一种超高速降复温方法及装置,用于细胞、组织等生物样品的玻璃化保存。装置包括芯片组件和外盒,芯片组件置于外盒中。芯片组件为扁平中空结构,内部为样品微腔,用于盛放待保存的生物样品;芯片组件上面积最大的两侧外表面刻有微通道或微柱阵列,用于热交换。外盒同为扁平中空结构,内部为芯片腔用于盛放芯片组件;芯片腔一侧通过微孔阵列、稳压腔连通工质入口,另一侧连通工质出口;微孔阵列正对于芯片组件表面的微通道或微柱阵列,且二者之间存在一射流间隙。本发明所述工质注入后,通过微孔阵列喷射在芯片组件上,在微射流和微通道的双重作用下,形成超强表面换热效应,实现内部样品的超高速降复温。

技术领域

本发明属于生物医学技术领域,具体涉及一种生物材料玻璃化低温保存的超高速降复温方法及装置。

背景技术

低温保存是目前众多细胞、组织等生物材料长期保存的唯一有效手段。生物材料虽然可以在超低温下长期安全保存,但在降温(由常温至超低温)和复温(由超低温至常温)环节极有可能受到严重的损伤,即所谓的低温损伤。关于低温损伤的机理,学界普遍认同细胞内外冰晶生长造成的细胞结构损伤和溶质浓度变化等是低温损伤的主要原因。

“玻璃化保存方法”是近年来提出的一种理想的低温保存方法,是指通过促使生物材料在降温过程中发生玻璃化转变(即形成非晶体的玻璃态),避免细胞内外冰晶生长导致的低温损伤。但生物材料的玻璃化转变需要超高的降温速率,仅当降温速率大于特定的临界降温速率时生物材料才能发生玻璃化转变;不仅如此,在复温过程中复温速率也必须高于临界复温速率才能避免已经玻璃化的溶液发生重结晶现象。

为了获得玻璃化转变所需的超高降复温速率,现有玻璃化保存方法通常使用麦管(French mini-Straw,0.25ml)承载微量样品并直接投入液氮(-196℃),通过样品与液氮间的巨大的温差以及液氮在细管表面的汽化作用驱动样品迅速降温;在复温环节,则将细管直接投入恒温水浴(30~40℃)中,以样品和温水间的温差驱动样品快速升温,在此基础上,Vajta等人改进了细管的结构,提出了开放式拉长细管法(Open Pulled Straw,OPS),所得到的降温速率大大提高。Reubinnoff也应用了这种方法首次成功进行了干细胞玻璃化低温保存,后续研究对这种方法进行了持续的改进,先后出现了封口式拉长细管法(ClosedPulled Straw,CPS)、微吸头法(Micropipette)、Cryotop及Cryotip等方法。这些玻璃化低温保存方法和装置已经在一些领域获得了成功应用,但仍存在较大不足,包括以下几方面。

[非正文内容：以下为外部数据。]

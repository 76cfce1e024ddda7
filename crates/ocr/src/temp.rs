use std::io;
use std::path::{Path, PathBuf};

use chrono::Utc;
use uuid::Uuid;

const MAX_NAME_LEN: usize = 64;

/// An uploaded image staged on disk for the duration of one batch.
///
/// The file is deleted exactly once: by [`TempImage::release`] on the normal
/// path, or by `Drop` if the guard goes away any other way (early return,
/// panic, cancelled task).
#[derive(Debug)]
pub struct TempImage {
    path: PathBuf,
    original_name: String,
    released: bool,
}

impl TempImage {
    /// Write `data` into `dir` under a collision-free name and guard it.
    pub async fn stage(dir: &Path, original_name: &str, data: &[u8]) -> io::Result<Self> {
        tokio::fs::create_dir_all(dir).await?;
        let guard = Self::adopt(dir.join(unique_file_name(original_name)), original_name);
        // On a failed write the guard drops and removes any partial file.
        tokio::fs::write(&guard.path, data).await?;
        Ok(guard)
    }

    /// Take ownership of a file someone else already wrote.
    pub fn adopt(path: PathBuf, original_name: impl Into<String>) -> Self {
        Self { path, original_name: original_name.into(), released: false }
    }

    pub fn path(&self) -> &Path {
        &self.path
    }

    pub fn original_name(&self) -> &str {
        &self.original_name
    }

    pub async fn read(&self) -> io::Result<Vec<u8>> {
        tokio::fs::read(&self.path).await
    }

    /// Delete the file now. A file that is already gone counts as deleted.
    pub async fn release(mut self) -> io::Result<()> {
        self.released = true;
        match tokio::fs::remove_file(&self.path).await {
            Err(e) if e.kind() != io::ErrorKind::NotFound => Err(e),
            _ => Ok(()),
        }
    }
}

impl Drop for TempImage {
    fn drop(&mut self) {
        if self.released {
            return;
        }
        if let Err(e) = std::fs::remove_file(&self.path) {
            if e.kind() != io::ErrorKind::NotFound {
                tracing::warn!(path = %self.path.display(), "Failed to delete staged image: {e}");
            }
        }
    }
}

/// `<unix-millis>-<uuid>-<sanitized name>`
fn unique_file_name(original_name: &str) -> String {
    format!(
        "{}-{}-{}",
        Utc::now().timestamp_millis(),
        Uuid::new_v4().simple(),
        sanitize_file_name(original_name)
    )
}

/// Keep only the final path component and a conservative character set.
fn sanitize_file_name(name: &str) -> String {
    let base = name.rsplit(['/', '\\']).next().unwrap_or_default();
    let clean: String = base
        .chars()
        .map(|c| if c.is_ascii_alphanumeric() || matches!(c, '.' | '-' | '_') { c } else { '_' })
        .take(MAX_NAME_LEN)
        .collect();
    let clean = clean.trim_start_matches('.');
    if clean.is_empty() { "upload".to_string() } else { clean.to_string() }
}

#[cfg(test)]
mod tests {
    use super::*;

    #[tokio::test]
    async fn stage_writes_file_and_release_deletes_it() {
        let dir = tempfile::tempdir().unwrap();
        let img = TempImage::stage(dir.path(), "card.png", b"pixels").await.unwrap();
        let path = img.path().to_path_buf();

        assert!(path.exists());
        assert_eq!(img.read().await.unwrap(), b"pixels");
        assert_eq!(img.original_name(), "card.png");

        img.release().await.unwrap();
        assert!(!path.exists());
    }

    #[tokio::test]
    async fn drop_deletes_unreleased_file() {
        let dir = tempfile::tempdir().unwrap();
        let img = TempImage::stage(dir.path(), "card.png", b"pixels").await.unwrap();
        let path = img.path().to_path_buf();

        drop(img);
        assert!(!path.exists());
    }

    #[tokio::test]
    async fn release_tolerates_missing_file() {
        let dir = tempfile::tempdir().unwrap();
        let img = TempImage::stage(dir.path(), "card.png", b"pixels").await.unwrap();
        std::fs::remove_file(img.path()).unwrap();

        img.release().await.unwrap();
    }

    #[tokio::test]
    async fn same_name_stages_to_distinct_paths() {
        let dir = tempfile::tempdir().unwrap();
        let a = TempImage::stage(dir.path(), "scan.jpg", b"a").await.unwrap();
        let b = TempImage::stage(dir.path(), "scan.jpg", b"b").await.unwrap();

        assert_ne!(a.path(), b.path());
        assert!(a.path().to_string_lossy().ends_with("-scan.jpg"));
        assert_eq!(a.path().parent(), Some(dir.path()));
    }

    #[tokio::test]
    async fn stage_creates_missing_directory() {
        let dir = tempfile::tempdir().unwrap();
        let nested = dir.path().join("uploads").join("batch");
        let img = TempImage::stage(&nested, "x.png", b"x").await.unwrap();
        assert!(img.path().starts_with(&nested));
    }

    #[test]
    fn adopted_file_is_deleted_on_drop() {
        let dir = tempfile::tempdir().unwrap();
        let path = dir.path().join("existing.png");
        std::fs::write(&path, b"x").unwrap();

        drop(TempImage::adopt(path.clone(), "existing.png"));
        assert!(!path.exists());
    }

    #[test]
    fn sanitize_strips_directories_and_odd_chars() {
        assert_eq!(sanitize_file_name("../../etc/passwd"), "passwd");
        assert_eq!(sanitize_file_name(r"C:\photos\my card.png"), "my_card.png");
        assert_eq!(sanitize_file_name(".hidden"), "hidden");
        assert_eq!(sanitize_file_name(""), "upload");
        assert_eq!(sanitize_file_name(&"a".repeat(200)).len(), MAX_NAME_LEN);
    }
}
use image::{DynamicImage, GrayImage, ImageFormat};
use std::io::Cursor;
use thiserror::Error;

/// Longest edge kept before recognition; Tesseract does best around 300 DPI.
pub const MAX_OCR_DIMENSION: u32 = 2800;

#[derive(Debug, Error)]
pub enum PreprocessError {
    #[error("Failed to decode image: {0}")]
    Decode(#[from] image::ImageError),
    #[error("Failed to encode processed image: {0}")]
    Encode(String),
}

/// Decode any supported image (JPEG / PNG / WEBP / …), normalize it for OCR,
/// and return PNG bytes.
pub fn prepare_for_ocr_from_bytes(data: &[u8]) -> Result<Vec<u8>, PreprocessError> {
    let img = image::load_from_memory(data)?;
    encode_png(&DynamicImage::ImageLuma8(normalize(img)))
}

/// Down-scale oversized photos, convert to grayscale, and stretch contrast so
/// the darkest pixel maps to 0 and the brightest to 255.
fn normalize(img: DynamicImage) -> GrayImage {
    let img = if img.width() > MAX_OCR_DIMENSION || img.height() > MAX_OCR_DIMENSION {
        img.resize(MAX_OCR_DIMENSION, MAX_OCR_DIMENSION, image::imageops::FilterType::Triangle)
    } else {
        img
    };

    let mut gray = img.to_luma8();
    let (lo, hi) = gray
        .pixels()
        .fold((u8::MAX, u8::MIN), |(lo, hi), p| (lo.min(p[0]), hi.max(p[0])));

    if hi > lo {
        let span = u32::from(hi - lo);
        for p in gray.pixels_mut() {
            p[0] = (u32::from(p[0] - lo) * 255 / span) as u8;
        }
    }
    gray
}

fn encode_png(img: &DynamicImage) -> Result<Vec<u8>, PreprocessError> {
    let mut buf = Vec::new();
    img.write_to(&mut Cursor::new(&mut buf), ImageFormat::Png)
        .map_err(|e| PreprocessError::Encode(e.to_string()))?;
    Ok(buf)
}
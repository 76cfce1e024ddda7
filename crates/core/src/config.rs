use std::path::{Path, PathBuf};

use serde::{Deserialize, Serialize};
use thiserror::Error;

use crate::extract::PhonePattern;

/// Hard ceiling on images per batch, also the default for `upload.max_files`.
pub const MAX_BATCH_IMAGES: usize = 50;

#[derive(Debug, Error)]
pub enum ConfigError {
    #[error("Failed to read config file {path}: {source}")]
    Read {
        path: PathBuf,
        source: std::io::Error,
    },
    #[error("Failed to parse TOML: {0}")]
    Parse(#[from] toml::de::Error),
    #[error("Invalid config: {0}")]
    Invalid(String),
}

/// Service configuration, loaded from TOML. Every field has a default so an
/// empty file (or no file) is a valid configuration.
#[derive(Debug, Clone, Default, PartialEq, Serialize, Deserialize)]
#[serde(default)]
pub struct ServiceConfig {
    pub server: ServerConfig,
    pub upload: UploadConfig,
    pub ocr: OcrConfig,
    pub extract: ExtractConfig,
    pub log: LogConfig,
}

#[derive(Debug, Clone, PartialEq, Serialize, Deserialize)]
#[serde(default)]
pub struct ServerConfig {
    pub host: String,
    pub port: u16,
}

impl Default for ServerConfig {
    fn default() -> Self {
        Self { host: "0.0.0.0".into(), port: 5300 }
    }
}

#[derive(Debug, Clone, PartialEq, Serialize, Deserialize)]
#[serde(default)]
pub struct UploadConfig {
    /// Directory where uploaded images are staged until OCR finishes.
    pub dir: PathBuf,
    /// Multipart field carrying the images.
    pub field_name: String,
    pub max_files: usize,
    pub max_request_bytes: usize,
}

impl Default for UploadConfig {
    fn default() -> Self {
        Self {
            dir: PathBuf::from("uploads"),
            field_name: "images".into(),
            max_files: MAX_BATCH_IMAGES,
            max_request_bytes: 100 * 1024 * 1024,
        }
    }
}

#[derive(Debug, Clone, PartialEq, Serialize, Deserialize)]
#[serde(default)]
pub struct OcrConfig {
    /// Tesseract language code passed on every recognition.
    pub language: String,
    /// Grayscale + contrast-stretch images before recognition.
    pub preprocess: bool,
    /// Upper bound on OCR calls running at once within a batch.
    pub max_concurrency: usize,
    /// tessdata directory for the linked Tesseract backend; empty means the
    /// library default.
    pub tessdata_path: String,
}

impl Default for OcrConfig {
    fn default() -> Self {
        Self {
            language: "eng".into(),
            preprocess: true,
            max_concurrency: 4,
            tessdata_path: String::new(),
        }
    }
}

#[derive(Debug, Clone, Default, PartialEq, Serialize, Deserialize)]
#[serde(default)]
pub struct ExtractConfig {
    pub phone_pattern: PhonePattern,
}

#[derive(Debug, Clone, Copy, PartialEq, Eq, Default, Serialize, Deserialize)]
#[serde(rename_all = "snake_case")]
pub enum LogFormat {
    #[default]
    Pretty,
    Json,
}

#[derive(Debug, Clone, PartialEq, Serialize, Deserialize)]
#[serde(default)]
pub struct LogConfig {
    /// `EnvFilter` directive; `RUST_LOG` takes precedence when set.
    pub level: String,
    pub format: LogFormat,
}

impl Default for LogConfig {
    fn default() -> Self {
        Self { level: "info".into(), format: LogFormat::Pretty }
    }
}

impl ServiceConfig {
    pub fn from_toml(toml_content: &str) -> Result<Self, ConfigError> {
        let config: ServiceConfig = toml::from_str(toml_content)?;
        config.validate()?;
        Ok(config)
    }

    pub fn from_file(path: &Path) -> Result<Self, ConfigError> {
        let content = std::fs::read_to_string(path).map_err(|source| ConfigError::Read {
            path: path.to_path_buf(),
            source,
        })?;
        Self::from_toml(&content)
    }

    /// Load from `path` if given, otherwise use defaults.
    pub fn load(path: Option<&Path>) -> Result<Self, ConfigError> {
        match path {
            Some(p) => Self::from_file(p),
            None => Ok(Self::default()),
        }
    }

    pub fn validate(&self) -> Result<(), ConfigError> {
        if self.upload.max_files == 0 || self.upload.max_files > MAX_BATCH_IMAGES {
            return Err(ConfigError::Invalid(format!(
                "upload.max_files must be between 1 and {MAX_BATCH_IMAGES}, got {}",
                self.upload.max_files
            )));
        }
        if self.upload.field_name.is_empty() {
            return Err(ConfigError::Invalid("upload.field_name must not be empty".into()));
        }
        if self.ocr.max_concurrency == 0 {
            return Err(ConfigError::Invalid("ocr.max_concurrency must be at least 1".into()));
        }
        if self.ocr.language.trim().is_empty() {
            return Err(ConfigError::Invalid("ocr.language must not be empty".into()));
        }
        Ok(())
    }
}
use std::io::Write;
use std::path::PathBuf;
use std::process::{Command, Stdio};

use thiserror::Error;

use crate::preprocess::PreprocessError;

#[derive(Debug, Error)]
pub enum OcrError {
    #[error("Image preprocessing failed: {0}")]
    Preprocess(#[from] PreprocessError),
    #[error("IO error: {0}")]
    Io(#[from] std::io::Error),
    #[error("OCR engine error: {0}")]
    Engine(String),
}

/// Abstraction over an OCR engine.
/// Implementations accept raw image bytes plus a language code and return the
/// recognized text. Calls block; the batch runner moves them off the runtime.
pub trait OcrBackend: Send + Sync {
    fn recognize(&self, image_bytes: &[u8], language: &str) -> Result<String, OcrError>;
}

// ── Mock backend (always available, used for tests) ───────────────────────────

/// Returns a pre-set string regardless of the image.
pub struct MockRecognizer {
    pub text: String,
}

impl MockRecognizer {
    pub fn new(text: impl Into<String>) -> Self {
        Self { text: text.into() }
    }
}

impl OcrBackend for MockRecognizer {
    fn recognize(&self, _image_bytes: &[u8], _language: &str) -> Result<String, OcrError> {
        Ok(self.text.clone())
    }
}

// ── Tesseract command-line backend ────────────────────────────────────────────

/// Pipes the image into the `tesseract` executable and reads text from stdout.
pub struct TesseractCli {
    program: PathBuf,
}

impl TesseractCli {
    pub fn new() -> Self {
        Self { program: PathBuf::from("tesseract") }
    }

    pub fn with_program(program: impl Into<PathBuf>) -> Self {
        Self { program: program.into() }
    }
}

impl Default for TesseractCli {
    fn default() -> Self {
        Self::new()
    }
}

impl OcrBackend for TesseractCli {
    fn recognize(&self, image_bytes: &[u8], language: &str) -> Result<String, OcrError> {
        let mut child = Command::new(&self.program)
            .args(["stdin", "stdout", "-l", language])
            .stdin(Stdio::piped())
            .stdout(Stdio::piped())
            .stderr(Stdio::piped())
            .spawn()
            .map_err(|e| OcrError::Engine(format!("cannot run {}: {e}", self.program.display())))?;

        // tesseract consumes all of stdin before it writes to stdout.
        if let Some(mut stdin) = child.stdin.take() {
            stdin.write_all(image_bytes)?;
        }

        let output = child.wait_with_output()?;
        if !output.status.success() {
            let stderr = String::from_utf8_lossy(&output.stderr);
            return Err(OcrError::Engine(format!(
                "tesseract exited with {}: {}",
                output.status,
                stderr.trim()
            )));
        }

        String::from_utf8(output.stdout)
            .map_err(|e| OcrError::Engine(format!("tesseract produced invalid UTF-8: {e}")))
    }
}

// ── Linked Tesseract backend (optional, gated behind `tesseract` feature) ─────

#[cfg(feature = "tesseract")]
pub mod tesseract_backend {
    use super::{OcrBackend, OcrError};
    use leptess::LepTess;

    pub struct TesseractRecognizer {
        data_path: Option<String>,
    }

    impl TesseractRecognizer {
        pub fn new(data_path: Option<String>) -> Self {
            Self { data_path: data_path.filter(|p| !p.is_empty()) }
        }
    }

    impl OcrBackend for TesseractRecognizer {
        fn recognize(&self, image_bytes: &[u8], language: &str) -> Result<String, OcrError> {
            let mut lt = LepTess::new(self.data_path.as_deref(), language)
                .map_err(|e| OcrError::Engine(e.to_string()))?;
            lt.set_image_from_mem(image_bytes)
                .map_err(|e| OcrError::Engine(format!("image rejected: {e}")))?;
            lt.get_utf8_text().map_err(|e| OcrError::Engine(e.to_string()))
        }
    }
}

1)换热效率有限。现有的降温方法从本质上来说都是通过样品在液氮中的池沸腾(Pool boiling)来获得较高的降温速率,但池沸腾过程中会产生大量的液氮蒸汽包裹在样品周围,对进一步的降温产生隔热的作用,因此换热效率较低;现有复温方法一般通过样品与复温液体间的温差驱动升温,换热效率更低,而且随着样品温度回升、温差减小,复温速率迅速衰减,很容易产生反玻璃化等问题。

2)对样品体积限制严重。现有方法中样品呈半球体或圆柱体,随着样品体积的增加,样品内部的传热路径迅速增加,所能获得的最大降温速率也大大降低,而且样品内部降温均匀性也不能保证。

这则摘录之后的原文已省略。